Another idea I tried to quickly find a way for this performance bottleneck is to compress/decompress the data before saving/restoring it from cache. I used Snappy, which is quite fast compared to alternatives. The result is really impressive, compared to the current storage requirements of the base64-encoded string. Compressing the base64-encoded response from the 158k-rows table resulted in 114.06 MB of data being stored in cache, which is 1.76x increase in size. However, the transferred data between the core and the plugins stay at 4.7x (or 304.81 MB).

No. 4 ✅

The obvious: protocolbuffers/protobuf#3078.

This led to me copying the struct.proto and extend it with a BytesValue. So, the resulting output is an extended struct that contains an extra field type: BytesValue. This removes a lot of copying and creating custom message with multiple fields to handle bytes, like I did in the above changes in the use-bytes-array-for-efficiency branches.

I tried the above, but there are still issues:

This works as expected, except it hangs on large blobs. That is, the transferred from DB to client and its cached value are almost equal in size (almost, as in 99%, probably due to CRC, headers or memory overhead added by Redis). On the other hand, the code is more simplified and one doesn't need to deal with multiple different variations introduced by solution no. 1. If I can fix the large blob transfer issue, this is the way to go forward and it has maximum compatibility with google.protobuf.Struct.

No. 5

The Envoy Proxy approach: https://blog.envoyproxy.io/dynamic-extensibility-and-protocol-buffers-dcd0bf0b8801.

They used a TypedStruct, which contains an arbitrary JSON serialized protocol buffer message with a URL that describes the type of the serialized message.

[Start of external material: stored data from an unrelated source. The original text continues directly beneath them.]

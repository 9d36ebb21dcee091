//! TLS for listeners and outgoing connections (feature `tls`).

use std::fs::File;
use std::io::BufReader;
use std::net::TcpStream;
use std::path::Path;
use std::sync::Arc;

use rustls::pki_types::{CertificateDer, PrivateKeyDer, ServerName};
use rustls::{ClientConfig, ClientConnection, RootCertStore, ServerConfig, ServerConnection};

use gink_core::{Error, Result};

use crate::transport::Transport;

fn tls_error(e: impl std::fmt::Display) -> Error {
    Error::ConfigError(format!("tls: {e}"))
}

fn load_certs(path: &Path) -> Result<Vec<CertificateDer<'static>>> {
    let mut reader = BufReader::new(File::open(path)?);
    let certs: std::result::Result<Vec<_>, std::io::Error> =
        rustls_pemfile::certs(&mut reader).collect();
    let certs = certs?;
    if certs.is_empty() {
        return Err(tls_error(format!("no certificates in {}", path.display())));
    }
    Ok(certs)
}

fn load_secret_key(path: &Path) -> Result<PrivateKeyDer<'static>> {
    let mut reader = BufReader::new(File::open(path)?);
    loop {
        match rustls_pemfile::read_one(&mut reader)? {
            Some(rustls_pemfile::Item::Pkcs1Key(key)) => return Ok(PrivateKeyDer::Pkcs1(key)),
            Some(rustls_pemfile::Item::Pkcs8Key(key)) => return Ok(PrivateKeyDer::Pkcs8(key)),
            Some(rustls_pemfile::Item::Sec1Key(key)) => return Ok(PrivateKeyDer::Sec1(key)),
            None => break,
            _ => {}
        }
    }
    Err(tls_error(format!(
        "no keys found in {} (encrypted keys not supported)",
        path.display()
    )))
}

fn provider() -> Arc<rustls::crypto::CryptoProvider> {
    Arc::new(rustls::crypto::ring::default_provider())
}

/// Server configuration from PEM certificate chain and key files.
pub fn server_config(cert_path: &Path, key_path: &Path) -> Result<Arc<ServerConfig>> {
    let certs = load_certs(cert_path)?;
    let key = load_secret_key(key_path)?;
    let config = ServerConfig::builder_with_provider(provider())
        .with_safe_default_protocol_versions()
        .map_err(tls_error)?
        .with_no_client_auth()
        .with_single_cert(certs, key)
        .map_err(tls_error)?;
    Ok(Arc::new(config))
}

/// Client configuration trusting the certificates in `ca_path`.
pub fn client_config(ca_path: &Path) -> Result<Arc<ClientConfig>> {
    let mut roots = RootCertStore::empty();
    for cert in load_certs(ca_path)? {
        roots.add(cert).map_err(tls_error)?;
    }
    let config = ClientConfig::builder_with_provider(provider())
        .with_safe_default_protocol_versions()
        .map_err(tls_error)?
        .with_root_certificates(roots)
        .with_no_client_auth();
    Ok(Arc::new(config))
}

/// Wrap an accepted socket; the handshake completes as data flows.
pub(crate) fn accept(config: &Arc<ServerConfig>, stream: TcpStream) -> Result<Transport> {
    let conn = ServerConnection::new(config.clone()).map_err(tls_error)?;
    Ok(Transport::TlsServer(Box::new(rustls::StreamOwned::new(
        conn, stream,
    ))))
}

/// Wrap an outgoing socket connected to `host`.
pub(crate) fn connect(
    config: &Arc<ClientConfig>,
    host: &str,
    stream: TcpStream,
) -> Result<Transport> {
    let name = ServerName::try_from(host.to_string()).map_err(tls_error)?;
    let conn = ClientConnection::new(config.clone(), name).map_err(tls_error)?;
    Ok(Transport::TlsClient(Box::new(rustls::StreamOwned::new(
        conn, stream,
    ))))
}
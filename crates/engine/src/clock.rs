//! Microsecond timestamps
//!
//! [`Clock`] hands out strictly increasing wall-clock microseconds, so two
//! bundles committed by one database never share a timestamp.
//! [`GenericTimestamp`] is the loose notion of "when" accepted by reads and
//! resets; [`crate::Database::resolve_timestamp`] turns it into microseconds.

use std::time::{Duration, SystemTime, UNIX_EPOCH};

use parking_lot::Mutex;

use gink_core::{MuTimestamp, Muid};

/// Longest the clock sleeps waiting for the wall clock to catch up.
const MAX_WAIT_MICROS: MuTimestamp = 1_000;

/// Wall clock in microseconds since the epoch.
pub fn wall_micros() -> MuTimestamp {
    SystemTime::now()
        .duration_since(UNIX_EPOCH)
        .map(|d| d.as_micros() as MuTimestamp)
        .unwrap_or(0)
}

/// Strictly increasing microsecond clock.
#[derive(Debug, Default)]
pub struct Clock {
    last: Mutex<MuTimestamp>,
}

impl Clock {
    /// New clock that has issued nothing.
    pub fn new() -> Self {
        Self::default()
    }

    /// Current time, later than anything issued before.
    ///
    /// Sleeps briefly instead of returning a repeated value. Once pushed
    /// ahead of the wall clock by [`Clock::now_after`] it counts up from
    /// there.
    pub fn now(&self) -> MuTimestamp {
        let mut last = self.last.lock();
        loop {
            let now = wall_micros();
            if now > *last {
                *last = now;
                return now;
            }
            if *last - now > MAX_WAIT_MICROS {
                *last += 1;
                return *last;
            }
            std::thread::sleep(Duration::from_micros(10));
        }
    }

    /// Current time, also later than `floor`.
    pub fn now_after(&self, floor: MuTimestamp) -> MuTimestamp {
        let now = self.now();
        if now > floor {
            return now;
        }
        let mut last = self.last.lock();
        *last = (*last).max(floor + 1);
        *last
    }
}

/// A point in time as callers like to say it.
///
/// Integers and floats are interpreted by magnitude; see
/// [`crate::Database::resolve_timestamp`].
#[derive(Debug, Clone, Copy, PartialEq, Default)]
pub enum GenericTimestamp {
    /// The current time
    #[default]
    Now,
    /// Microseconds, seconds, or an index into the bundle journal
    Int(i64),
    /// Seconds since the epoch, or an offset in seconds from now
    Float(f64),
    /// The timestamp of a muid
    Muid(Muid),
}

/// Shorthand for [`GenericTimestamp::Now`].
pub const NOW: GenericTimestamp = GenericTimestamp::Now;

/// Timestamp used to read "everything that ever happened" when resetting.
pub const EPOCH: GenericTimestamp = GenericTimestamp::Int(0);

impl From<i64> for GenericTimestamp {
    fn from(value: i64) -> Self {
        GenericTimestamp::Int(value)
    }
}

impl From<i32> for GenericTimestamp {
    fn from(value: i32) -> Self {
        GenericTimestamp::Int(value as i64)
    }
}

impl From<f64> for GenericTimestamp {
    fn from(value: f64) -> Self {
        GenericTimestamp::Float(value)
    }
}

impl From<Muid> for GenericTimestamp {
    fn from(value: Muid) -> Self {
        GenericTimestamp::Muid(value)
    }
}

impl From<SystemTime> for GenericTimestamp {
    fn from(value: SystemTime) -> Self {
        let micros = value
            .duration_since(UNIX_EPOCH)
            .map(|d| d.as_micros() as i64)
            .unwrap_or(0);
        GenericTimestamp::Int(micros)
    }
}

#[cfg(test)]
mod tests {
    use super::*;

    #[test]
    fn test_clock_never_repeats() {
        let clock = Clock::new();
        let mut previous = clock.now();
        for _ in 0..1_000 {
            let now = clock.now();
            assert!(now > previous);
            previous = now;
        }
    }

    #[test]
    fn test_now_after_respects_floor() {
        let clock = Clock::new();
        let far = wall_micros() + 5_000_000;
        let stamped = clock.now_after(far);
        assert_eq!(stamped, far + 1);
        assert!(clock.now() > stamped);
    }

    #[test]
    fn test_conversions() {
        assert_eq!(GenericTimestamp::from(-1), GenericTimestamp::Int(-1));
        assert_eq!(GenericTimestamp::from(0.5), GenericTimestamp::Float(0.5));
        let muid = Muid::new(1_700_000_000_000_000, 5, 1);
        assert_eq!(GenericTimestamp::from(muid), GenericTimestamp::Muid(muid));
        assert_eq!(GenericTimestamp::default(), NOW);
    }
}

This is very similar to google.protobuf.Any, instead of having protocol buffer binary, this employs google.protobuf.Struct as value.

This is not what I want, as it is the same thing as google.protobuf.Struct, and wouldn't support byte array.

No. 6

So far I tried running GatewayD on Debian 11 (on WSL2) and it caused a lot of challenges on Microsoft and custom kernels I compiled. I ran it again with the main (stable) branch without the changes on Debian 12 (testing) and it behaved differently. The difference in behavior was 1) faster load time, especially with cached data and 2) no intermittent unresponsiveness.